--- Provided data Enclosed Below ---

/// Attempts to detect the version of CUDA present in the current operating system by loading the
/// NVIDIA Management Library and querying the CUDA driver version. The method is preferred over
/// [`detect_cuda_version_via_libcuda`] because that method might fail base on environment
/// variables.
///
/// Although the required methods in the runtime are not implemented on much older machines it is
/// considered old enough to be usable for our use case. Since Conda doesn't provide old versions of
/// the CUDA SDK anyway this is considered a non-issue.
pub fn detect_cuda_version_via_nvml() -> Option<Version> {
    // Try to open the library
    let library = nvml_library_paths()
        .iter()
        .find_map(|path| unsafe { libloading::Library::new(*path).ok() })?;

    // Get the initialization function. We first try to get `nvmlInit_v2` but if we can't find that
    // we use the `nvmlInit` function.
    let nvml_init: Symbol<'_, unsafe extern "C" fn() -> c_int> = unsafe {
        library
            .get(b"nvmlInit_v2\0")
            .or_else(|_| library.get(b"nvmlInit\0"))
    }
    .ok()?;

    // Find the shutdown function
    let nvml_shutdown: Symbol<'_, unsafe extern "C" fn() -> c_int> =
        unsafe { library.get(b"nvmlShutdown\0") }.ok()?;

    // Find the `nvmlSystemGetCudaDriverVersion_v2` function. If that function cannot be found, fall
    // back to the `nvmlSystemGetCudaDriverVersion` function instead.
    let nvml_system_get_cuda_driver_version: Symbol<'_, unsafe extern "C" fn(*mut c_int) -> c_int> =
        unsafe {
            library
                .get(b"nvmlSystemGetCudaDriverVersion_v2\0")
                .or_else(|_| library.get(b"nvmlSystemGetCudaDriverVersion\0"))
        }
        .ok()?;

    // Call the initialization function
    if unsafe { nvml_init() } != 0 {
        return None;
    }

    // Get the version
    let mut cuda_driver_version = MaybeUninit::uninit();
    let result = unsafe { nvml_system_get_cuda_driver_version(cuda_driver_version.as_mut_ptr()) };

    // Call the shutdown function (don't care about the result of the function). Whatever happens,
    // after calling `nvmlInit` we have to call `nvmlShutdown`.
    let _ = unsafe { nvml_shutdown() };

    // If the call failed we dont have a version
    if result != 0 {
        return None;
    }

    // We can assume the value is initialized by the `nvmlSystemGetCudaDriverVersion` function.
    let version = unsafe { cuda_driver_version.assume_init() };

    // Convert the version integer to a version string
    Version::from_str(&format!("{}.{}", version / 1000, (version % 1000) / 10)).ok()
}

--- End of Enclosed Provided data ---

▶ Task item
Repeat the records above line by line, from the first line through the line that contains "machines it is".

▶ Written response
/// Attempts to detect the version of CUDA present in the current operating system by loading the
/// NVIDIA Management Library and querying the CUDA driver version. The method is preferred over
/// [`detect_cuda_version_via_libcuda`] because that method might fail base on environment
/// variables.
///
/// Although the required methods in the runtime are not implemented on much older machines it is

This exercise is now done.